(WHAT TO DO) Would you output all the data exactly as it stands?
+---+
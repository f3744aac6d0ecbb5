use std::time::{Duration, Instant};

use async_trait::async_trait;
use serde_json::Value;

use crate::credential::ServiceCredential;
use crate::models::{RelayOutcome, RelayPayload};

use super::Relay;

pub const AUTH_HEADER: &str = "X-Auth-Token";

pub struct HttpRelay {
    client: reqwest::Client,
    url: String,
}

impl HttpRelay {
    pub fn new(url: impl Into<String>, timeout: Duration) -> Result<Self, String> {
        let client = reqwest::Client::builder()
            .timeout(timeout)
            .build()
            .map_err(|e| format!("Failed to build HTTP client: {e}"))?;
        Ok(Self {
            client,
            url: url.into(),
        })
    }
}

#[async_trait]
impl Relay for HttpRelay {
    async fn relay(&self, payload: &RelayPayload, credential: &ServiceCredential) -> RelayOutcome {
        let started = Instant::now();

        let resp = self
            .client
            .post(&self.url)
            .header("Content-Type", "application/json")
            .header(AUTH_HEADER, credential.expose())
            .json(payload)
            .send()
            .await;

        let resp = match resp {
            Ok(resp) => resp,
            Err(e) => {
                tracing::warn!(url = %self.url, "Relay request failed: {e}");
                return RelayOutcome::Failure(format!("Request error: {}", describe(&e)));
            }
        };

        let status = resp.status();
        let body = match resp.text().await {
            Ok(body) => body,
            Err(e) => {
                tracing::warn!(url = %self.url, "Relay response unreadable: {e}");
                return RelayOutcome::Failure(format!("Request error: {}", describe(&e)));
            }
        };

        tracing::info!(
            url = %self.url,
            status = status.as_u16(),
            duration_ms = started.elapsed().as_millis() as u64,
            "Relayed submission"
        );

        interpret(status.as_u16(), &body)
    }
}

/// Map the handler's status code and body to an outcome.
pub fn interpret(status: u16, body: &str) -> RelayOutcome {
    if !(200..300).contains(&status) {
        return RelayOutcome::Failure(format!("Handler HTTP error {status}."));
    }

    let acknowledged = serde_json::from_str::<Value>(body)
        .ok()
        .and_then(|v| v.get("status").and_then(Value::as_str).map(|s| s == "ok"))
        .unwrap_or(false);

    if acknowledged {
        RelayOutcome::Success
    } else {
        RelayOutcome::Failure("Handler returned unexpected response.".to_string())
    }
}

fn describe(err: &reqwest::Error) -> String {
    if err.is_timeout() {
        "operation timed out".to_string()
    } else if err.is_connect() {
        "could not connect to handler".to_string()
    } else {
        err.to_string()
    }
}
+---+
(YOUR SOLUTION)
repository f3744aac6d0ecbb5
use std::time::{Duration, Instant};

use async_trait::async_trait;
use serde_json::Value;

use crate::credential::ServiceCredential;
use crate::models::{RelayOutcome, RelayPayload};

use super::Relay;

pub const AUTH_HEADER: &str = "X-Auth-Token";

pub struct HttpRelay {
    client: reqwest::Client,
    url: String,
}

impl HttpRelay {
    pub fn new(url: impl Into<String>, timeout: Duration) -> Result<Self, String> {
        let client = reqwest::Client::builder()
            .timeout(timeout)
            .build()
            .map_err(|e| format!("Failed to build HTTP client: {e}"))?;
        Ok(Self {
            client,
            url: url.into(),
        })
    }
}

#[async_trait]
impl Relay for HttpRelay {
    async fn relay(&self, payload: &RelayPayload, credential: &ServiceCredential) -> RelayOutcome {
        let started = Instant::now();

        let resp = self
            .client
            .post(&self.url)
            .header("Content-Type", "application/json")
            .header(AUTH_HEADER, credential.expose())
            .json(payload)
            .send()
            .await;

        let resp = match resp {
            Ok(resp) => resp,
            Err(e) => {
                tracing::warn!(url = %self.url, "Relay request failed: {e}");
                return RelayOutcome::Failure(format!("Request error: {}", describe(&e)));
            }
        };

        let status = resp.status();
        let body = match resp.text().await {
            Ok(body) => body,
            Err(e) => {
                tracing::warn!(url = %self.url, "Relay response unreadable: {e}");
                return RelayOutcome::Failure(format!("Request error: {}", describe(&e)));
            }
        };

        tracing::info!(
            url = %self.url,
            status = status.as_u16(),
            duration_ms = started.elapsed().as_millis() as u64,
            "Relayed submission"
        );

        interpret(status.as_u16(), &body)
    }
}

/// Map the handler's status code and body to an outcome.
pub fn interpret(status: u16, body: &str) -> RelayOutcome {
    if !(200..300).contains(&status) {
        return RelayOutcome::Failure(format!("Handler HTTP error {status}."));
    }

    let acknowledged = serde_json::from_str::<Value>(body)
        .ok()
        .and_then(|v| v.get("status").and_then(Value::as_str).map(|s| s == "ok"))
        .unwrap_or(false);

    if acknowledged {
        RelayOutcome::Success
    } else {
        RelayOutcome::Failure("Handler returned unexpected response.".to_string())
    }
}

fn describe(err: &reqwest::Error) -> String {
    if err.is_timeout() {
        "operation timed out".to_string()
    } else if err.is_connect() {
        "could not connect to handler".to_string()
    } else {
        err.to_string()
    }
}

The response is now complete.